» **What is required**:
In the records below, some lines contain "DomainConfig"; state the number of such lines and nothing else.

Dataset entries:
● ● ● ●

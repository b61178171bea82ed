//! Transfer server discovery for a batch of assets

use anchor_types::{AnchorError, AnchorResult, Asset, TransferOptions, TransferServer};
use indexmap::{IndexMap, IndexSet};
use std::collections::HashMap;
use std::sync::Arc;
use tracing::{debug, info, warn};

use crate::failures::{apply_partial_failure_policy, ItemFailure};
use crate::mapper::ordered_concurrent_map;
use crate::resolver::{IssuerResolver, ResolvedTransferServer};

/// Asset -> transfer server association produced by one discovery call
///
/// Assets whose issuer declares no anchor, or whose resolution failed and was
/// tolerated, map to `None`.
#[derive(Debug, Default)]
pub struct TransferServerCache {
	entries: IndexMap<Asset, Option<Arc<TransferServer>>>,
	failures: Vec<ItemFailure>,
}

impl TransferServerCache {
	pub fn get(&self, asset: &Asset) -> Option<&Arc<TransferServer>> {
		self.entries.get(asset).and_then(Option::as_ref)
	}

	pub fn contains(&self, asset: &Asset) -> bool {
		self.entries.contains_key(asset)
	}

	/// Entries in the order the assets were passed in
	pub fn iter(&self) -> impl Iterator<Item = (&Asset, Option<&Arc<TransferServer>>)> {
		self.entries
			.iter()
			.map(|(asset, server)| (asset, server.as_ref()))
	}

	pub fn assets(&self) -> impl Iterator<Item = &Asset> {
		self.entries.keys()
	}

	/// Distinct servers, in order of first appearance
	pub fn servers(&self) -> Vec<Arc<TransferServer>> {
		self.entries
			.values()
			.flatten()
			.map(|server| (server.url_str(), server))
			.collect::<IndexMap<_, _>>()
			.into_values()
			.cloned()
			.collect()
	}

	/// Issuer resolutions that failed but did not abort the batch
	pub fn failures(&self) -> &[ItemFailure] {
		&self.failures
	}

	pub fn len(&self) -> usize {
		self.entries.len()
	}

	pub fn is_empty(&self) -> bool {
		self.entries.is_empty()
	}
}

/// Builds [`TransferServerCache`] values
#[derive(Debug, Clone)]
pub struct DiscoveryService {
	resolver: IssuerResolver,
	options: TransferOptions,
}

impl DiscoveryService {
	pub fn new(resolver: IssuerResolver, options: TransferOptions) -> Self {
		Self { resolver, options }
	}

	pub fn resolver(&self) -> &IssuerResolver {
		&self.resolver
	}

	pub fn options(&self) -> &TransferOptions {
		&self.options
	}

	/// Transfer server declared by `domain`, listing the currencies it publishes
	pub async fn open_transfer_server(&self, domain: &str) -> AnchorResult<TransferServer> {
		let config = self.resolver.resolve_domain(domain).await?;
		let url = config
			.transfer_server_url()
			.ok_or_else(|| AnchorError::ServerDiscovery {
				target: domain.to_string(),
				reason: "domain declares no TRANSFER_SERVER".to_string(),
			})?;

		let server =
			TransferServer::new(url, domain, self.options.clone())?.with_assets(config.assets());
		debug!(
			"Opened transfer server {} for {} ({} assets)",
			server.url(),
			domain,
			server.assets().len()
		);
		Ok(server)
	}

	/// Resolve the transfer server of every asset, once per distinct issuer
	///
	/// Fails with [`AnchorError::AssetNotIssued`] before any lookup if a native
	/// asset is present, and with [`AnchorError::AllResolutionsFailed`] when
	/// every issuer lookup failed.
	pub async fn build_cache(&self, assets: &[Asset]) -> AnchorResult<TransferServerCache> {
		let mut issuers = IndexSet::new();
		for asset in assets {
			issuers.insert(asset.require_issuer()?.to_string());
		}
		let issuers: Vec<String> = issuers.into_iter().collect();

		info!(
			"Resolving transfer servers for {} assets across {} issuers",
			assets.len(),
			issuers.len()
		);

		let resolver = &self.resolver;
		let outcomes = ordered_concurrent_map(issuers.clone(), |issuer| async move {
			match resolver.resolve(&issuer).await {
				Ok(None) => None,
				Ok(Some(resolved)) => Some(Ok(resolved)),
				Err(e) => Some(Err(e)),
			}
		})
		.await;

		let (resolved, mut failures) =
			apply_partial_failure_policy(outcomes, issuers.len(), |count, source| {
				AnchorError::AllResolutionsFailed {
					count,
					source: Box::new(source),
				}
			})?;

		let (servers_by_issuer, build_failures) = self.build_servers(resolved);
		failures.extend(build_failures);

		let entries = assets
			.iter()
			.map(|asset| {
				let server = asset
					.issuer()
					.and_then(|issuer| servers_by_issuer.get(issuer))
					.cloned();
				(asset.clone(), server)
			})
			.collect::<IndexMap<_, _>>();

		let cache = TransferServerCache { entries, failures };
		info!(
			"Discovered {} transfer servers for {} assets ({} issuer failures tolerated)",
			cache.servers().len(),
			cache.len(),
			cache.failures().len()
		);

		Ok(cache)
	}

	/// One handle per distinct URL, shared by every issuer that declared it
	///
	/// URLs are compared after parsing, so `https://a.example.com` and
	/// `https://a.example.com/` share a handle.
	fn build_servers(
		&self,
		resolved: IndexMap<String, ResolvedTransferServer>,
	) -> (HashMap<String, Arc<TransferServer>>, Vec<ItemFailure>) {
		let mut by_url: HashMap<String, Arc<TransferServer>> = HashMap::new();
		let mut by_issuer = HashMap::new();
		let mut failures = Vec::new();

		for (issuer, resolved) in resolved {
			let server =
				match TransferServer::new(&resolved.url, resolved.domain, self.options.clone()) {
					Ok(server) => server,
					Err(error) => {
						warn!("Tolerating failure for {}: {}", issuer, error);
						failures.push(ItemFailure { key: issuer, error });
						continue;
					},
				};

			let server = match by_url.get(server.url_str()) {
				Some(shared) => {
					debug!("Issuer {} shares transfer server {}", issuer, shared.url());
					shared.clone()
				},
				None => {
					let server = Arc::new(server);
					by_url.insert(server.url_str().to_string(), server.clone());
					server
				},
			};
			by_issuer.insert(issuer, server);
		}

		(by_issuer, failures)
	}
}

#[cfg(test)]
mod tests {
	use super::*;
	use anchor_types::test_utils::{MockDomainResolver, MockLedger};

	const ANCHOR_URL: &str = "https://anchor.example.com/sep6";

	fn service(ledger: MockLedger, domains: MockDomainResolver) -> DiscoveryService {
		DiscoveryService::new(
			IssuerResolver::new(Arc::new(ledger), Arc::new(domains)),
			TransferOptions::default(),
		)
	}

	#[tokio::test]
	async fn test_assets_sharing_an_issuer_resolve_once() {
		let ledger = MockLedger::new().with_home_domain("GISSUER", "anchor.example.com");
		let domains = MockDomainResolver::new().with_transfer_server("anchor.example.com", ANCHOR_URL);
		let discovery = service(ledger.clone(), domains.clone());

		let assets = vec![
			Asset::issued("USD", "GISSUER"),
			Asset::issued("EUR", "GISSUER"),
			Asset::issued("GBP", "GISSUER"),
		];
		let cache = discovery.build_cache(&assets).await.unwrap();

		assert_eq!(ledger.calls().total(), 1);
		assert_eq!(domains.calls().total(), 1);
		assert_eq!(cache.len(), 3);

		let usd = cache.get(&assets[0]).unwrap();
		let gbp = cache.get(&assets[2]).unwrap();
		assert!(Arc::ptr_eq(usd, gbp));
	}

	#[tokio::test]
	async fn test_issuers_sharing_a_url_share_one_handle() {
		let discovery = service(
			MockLedger::new()
				.with_home_domain("GONE", "one.example.com")
				.with_home_domain("GTWO", "two.example.com"),
			MockDomainResolver::new()
				.with_transfer_server("one.example.com", ANCHOR_URL)
				.with_transfer_server("two.example.com", ANCHOR_URL),
		);

		let assets = vec![Asset::issued("USD", "GONE"), Asset::issued("EUR", "GTWO")];
		let cache = discovery.build_cache(&assets).await.unwrap();

		assert_eq!(cache.servers().len(), 1);
		assert!(Arc::ptr_eq(
			cache.get(&assets[0]).unwrap(),
			cache.get(&assets[1]).unwrap()
		));
		assert_eq!(cache.servers()[0].domain(), "one.example.com");
	}

	#[tokio::test]
	async fn test_trailing_slash_variants_share_one_handle() {
		let discovery = service(
			MockLedger::new()
				.with_home_domain("GBARE", "bare.example.com")
				.with_home_domain("GSLASH", "slash.example.com"),
			MockDomainResolver::new()
				.with_transfer_server("bare.example.com", "https://anchor.example.com")
				.with_transfer_server("slash.example.com", "https://anchor.example.com/"),
		);

		let assets = vec![Asset::issued("USD", "GBARE"), Asset::issued("EUR", "GSLASH")];
		let cache = discovery.build_cache(&assets).await.unwrap();

		let bare = cache.get(&assets[0]).unwrap();
		let slash = cache.get(&assets[1]).unwrap();
		assert!(Arc::ptr_eq(bare, slash));
		assert_eq!(bare.url_str(), "https://anchor.example.com/");
		assert_eq!(cache.servers().len(), 1);
		assert_eq!(bare.domain(), "bare.example.com");
	}

	#[tokio::test]
	async fn test_one_failing_issuer_is_tolerated() {
		let discovery = service(
			MockLedger::new()
				.with_home_domain("GA", "a.example.com")
				.failing("GB")
				.with_home_domain("GC", "c.example.com"),
			MockDomainResolver::new()
				.with_transfer_server("a.example.com", "https://a.example.com")
				.with_transfer_server("c.example.com", "https://c.example.com"),
		);

		let assets = vec![
			Asset::issued("AAA", "GA"),
			Asset::issued("BBB", "GB"),
			Asset::issued("CCC", "GC"),
		];
		let cache = discovery.build_cache(&assets).await.unwrap();

		assert!(cache.get(&assets[0]).is_some());
		assert!(cache.contains(&assets[1]));
		assert!(cache.get(&assets[1]).is_none());
		assert!(cache.get(&assets[2]).is_some());
		assert_eq!(cache.failures().len(), 1);
		assert_eq!(cache.failures()[0].key, "GB");
	}

	#[tokio::test]
	async fn test_all_issuers_failing_raises_first_error() {
		let discovery = service(
			MockLedger::new()
				.failing("GA")
				.failing("GB")
				.with_delay("GA", 30),
			MockDomainResolver::new(),
		);

		let assets = vec![Asset::issued("AAA", "GA"), Asset::issued("BBB", "GB")];
		let err = discovery.build_cache(&assets).await.unwrap_err();

		match err {
			AnchorError::AllResolutionsFailed { count, ref source } => {
				assert_eq!(count, 2);
				assert!(matches!(**source, AnchorError::Ledger { ref issuer, .. } if issuer == "GA"));
			},
			other => panic!("unexpected error: {:?}", other),
		}
	}

	#[tokio::test]
	async fn test_native_asset_fails_before_any_lookup() {
		let ledger = MockLedger::new().with_home_domain("GISSUER", "anchor.example.com");
		let discovery = service(ledger.clone(), MockDomainResolver::new());

		let assets = vec![Asset::issued("USD", "GISSUER"), Asset::native()];
		let err = discovery.build_cache(&assets).await.unwrap_err();

		assert!(matches!(err, AnchorError::AssetNotIssued { .. }));
		assert_eq!(ledger.calls().total(), 0);
	}

	#[tokio::test]
	async fn test_issuer_without_anchor_maps_to_none_without_failing() {
		let discovery = service(
			MockLedger::new().without_home_domain("GA"),
			MockDomainResolver::new(),
		);

		let assets = vec![Asset::issued("AAA", "GA")];
		let cache = discovery.build_cache(&assets).await.unwrap();

		assert!(cache.contains(&assets[0]));
		assert!(cache.get(&assets[0]).is_none());
		assert!(cache.failures().is_empty());
	}

	#[tokio::test]
	async fn test_cache_preserves_input_order() {
		let discovery = service(
			MockLedger::new()
				.with_home_domain("GSLOW", "slow.example.com")
				.with_delay("GSLOW", 50)
				.with_home_domain("GFAST", "fast.example.com"),
			MockDomainResolver::new()
				.with_transfer_server("slow.example.com", "https://slow.example.com")
				.with_transfer_server("fast.example.com", "https://fast.example.com"),
		);

		let assets = vec![Asset::issued("SLOW", "GSLOW"), Asset::issued("FAST", "GFAST")];
		let cache = discovery.build_cache(&assets).await.unwrap();

		assert_eq!(cache.assets().cloned().collect::<Vec<_>>(), assets);
		assert_eq!(
			cache
				.servers()
				.iter()
				.map(|server| server.domain().to_string())
				.collect::<Vec<_>>(),
			vec!["slow.example.com", "fast.example.com"]
		);
	}

	#[tokio::test]
	async fn test_open_transfer_server_by_domain() {
		let config = anchor_types::DomainConfig::from_toml(
			"anchor.example.com",
			r#"
TRANSFER_SERVER_SEP0024 = "https://anchor.example.com/sep24"

[[CURRENCIES]]
code = "USD"
issuer = "GISSUER"

[[CURRENCIES]]
code = "native"
"#,
		)
		.unwrap();
		let discovery = service(
			MockLedger::new(),
			MockDomainResolver::new().with_config("anchor.example.com", config),
		);

		let server = discovery
			.open_transfer_server("anchor.example.com")
			.await
			.unwrap();

		assert_eq!(server.url_str(), "https://anchor.example.com/sep24");
		assert_eq!(server.domain(), "anchor.example.com");
		assert_eq!(server.assets(), &[Asset::issued("USD", "GISSUER")]);
	}

	#[tokio::test]
	async fn test_open_transfer_server_without_declaration_fails() {
		let discovery = service(
			MockLedger::new(),
			MockDomainResolver::new()
				.with_config("plain.example.com", anchor_types::DomainConfig::default()),
		);

		let err = discovery
			.open_transfer_server("plain.example.com")
			.await
			.unwrap_err();

		assert!(matches!(err, AnchorError::ServerDiscovery { ref target, .. } if target == "plain.example.com"));
	}

	#[tokio::test]
	async fn test_empty_asset_list_yields_empty_cache() {
		let discovery = service(MockLedger::new(), MockDomainResolver::new());
		let cache = discovery.build_cache(&[]).await.unwrap();

		assert!(cache.is_empty());
	}
}
//! Ordered concurrent fan-out
//!
//! Every per-key future is polled together; results are assembled afterwards by
//! walking the input keys, so iteration order never depends on which call
//! finished first.

use futures::future::join_all;
use indexmap::IndexMap;
use std::future::Future;
use std::hash::Hash;

/// Run `f` for every key concurrently and collect the present values in key order
///
/// Keys for which `f` yields `None` are left out. Duplicate keys collapse to
/// the position of their first occurrence with the value of the last one,
/// which is what `IndexMap::insert` does.
pub async fn ordered_concurrent_map<K, V, F, Fut>(keys: Vec<K>, f: F) -> IndexMap<K, V>
where
	K: Eq + Hash + Clone,
	F: Fn(K) -> Fut,
	Fut: Future<Output = Option<V>>,
{
	let results = join_all(keys.iter().cloned().map(&f)).await;

	keys.into_iter()
		.zip(results)
		.filter_map(|(key, value)| value.map(|value| (key, value)))
		.collect()
}
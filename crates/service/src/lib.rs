//! Anchor Service
//!
//! Transfer server discovery, capability aggregation and transfer execution.

pub mod discovery;
pub mod executor;
pub mod failures;
pub mod mapper;
pub mod resolver;
pub mod transactions;
pub mod transfer_info;

pub use discovery::{DiscoveryService, TransferServerCache};
pub use executor::{classify_response, TransferService};
pub use failures::ItemFailure;
pub use mapper::ordered_concurrent_map;
pub use resolver::{IssuerResolver, ResolvedTransferServer};
pub use transfer_info::{AssetTransferInfos, TransferInfoService};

● ● ● ●

» **Exercise result**:
2